Herein we describe a recurrent pathogenic sequence variant c.-3062C > T that resides in the NAGS enhancer region and was found in three patients with. Two of the patients from two different families presented with hyperammonemia that resolved upon treatment with NCG; the third patient is a twin sister of one of the patients that presented with hyperammonemia. In all three patients the c.-3026C > T sequence variant, located within NAGS enhancer and 3026 bp upstream of the NAGS translation initiation site8,9, was the only sequence variant that could explain their disease. In addition to the c.-3026C > T sequence variant, patient 1 also had an extensive ROH that encompasses the NAGS gene on chromosome 17, which is consistent with chromosomal rearrangement resulting in partial UPD of chromosome 17. This case highlights the importance of combining metabolic screening, SNP-array, and mutation analysis of DNA in diagnosing NAGSD. Patients 2 and 3 are dizygotic twins and each is homozygous for the c.-3026C > T variant. Unlike patient 1, who had severe neurological symptoms associated with hyperammonemia, patients 2 and 3 did not have seizures or abnormal brain MRI. Both sisters presented with altered behavior associated with febrile episodes, poor feeding, and avoidance of high protein foods prior to NAGSD diagnosis and treatment with NCG. All of these symptoms resolved after treatment with NCG was initiated. This underscores the importance of the response of patient’s hyperammonemia to NCG treatment in diagnosing NAGSD.
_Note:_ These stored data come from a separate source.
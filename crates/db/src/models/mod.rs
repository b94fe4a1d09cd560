//! Per-resource schemas.
//!
//! Each submodule contains:
//! - A zero-sized marker implementing [`Resource`] (collection + entity name)
//! - A `Deserialize + Validate` create DTO carrying every required field
//! - For [`Editable`] resources, a `Deserialize + Validate` update DTO (all
//!   `Option` fields) for patches
//!
//! Field names are camelCase on the wire and in stored documents.

pub mod about;
pub mod contact_message;
pub mod portfolio_item;
pub mod service;
pub mod team_member;
pub mod testimonial;
pub mod user;

use serde::de::DeserializeOwned;
use serde::Serialize;
use validator::Validate;

/// A named collection exposed through the generic CRUD routes.
pub trait Resource: Send + Sync + 'static {
    /// Store collection the records live in.
    const COLLECTION: &'static str;
    /// Human-readable entity name used in error messages and logs.
    const ENTITY: &'static str;

    /// Full payload accepted on create.
    type Create: DeserializeOwned + Serialize + Validate + Send + Sync + 'static;
}

/// A resource whose records may be edited after creation.
pub trait Editable: Resource {
    /// Partial payload accepted on update; absent fields must not serialize.
    type Update: DeserializeOwned + Serialize + Validate + Send + Sync + 'static;
}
The c.-3026C > T variant maps in the vicinity of the NF-Y transcription factor binding site9 and within Nuclear Factor IC (NFIC) binding site, which has been identified using chromatin immunoprecipitation followed by sequencing carried out as part of the ENCODE project30,31. Although NFIC transcription factor is a DNA-binding protein that interacts with transcription machinery32, the presence of its binding site within an enhancer is not unusual as many enhancers have been shown to interact with transcription machinery when regulating expression of their target genes33. The high conservation scores of the base pair affected by the c.-3026C > T variant indicate that it resides in a conserved element, and suggests evolutionary constraint in vertebrates and importance for the NAGS enhancer function. This is reflected in computational predictions that c.-3026C > T variant is deleterious (PredictSNP2) and disease causing (MutationTaster2). Because computational predictions of the functional effects of sequence variants do not always agree with the expert opinion34, we carried out functional testing with reporter gene constructs, which revealed that the c.-3026C > T variant could affect expression of the NAGS gene. Taken together clinical, biochemical and molecular evidence strongly suggest that the c.-3026C > T variant is pathogenic and caused NAGSD in three patients experiencing physiological stress. As a consequence, and including the previous single case, we recommend adding sequencing of the NAGS enhancer region both in direct NAGS gene analysis using Sanger sequencing and when next generation approaches are performed.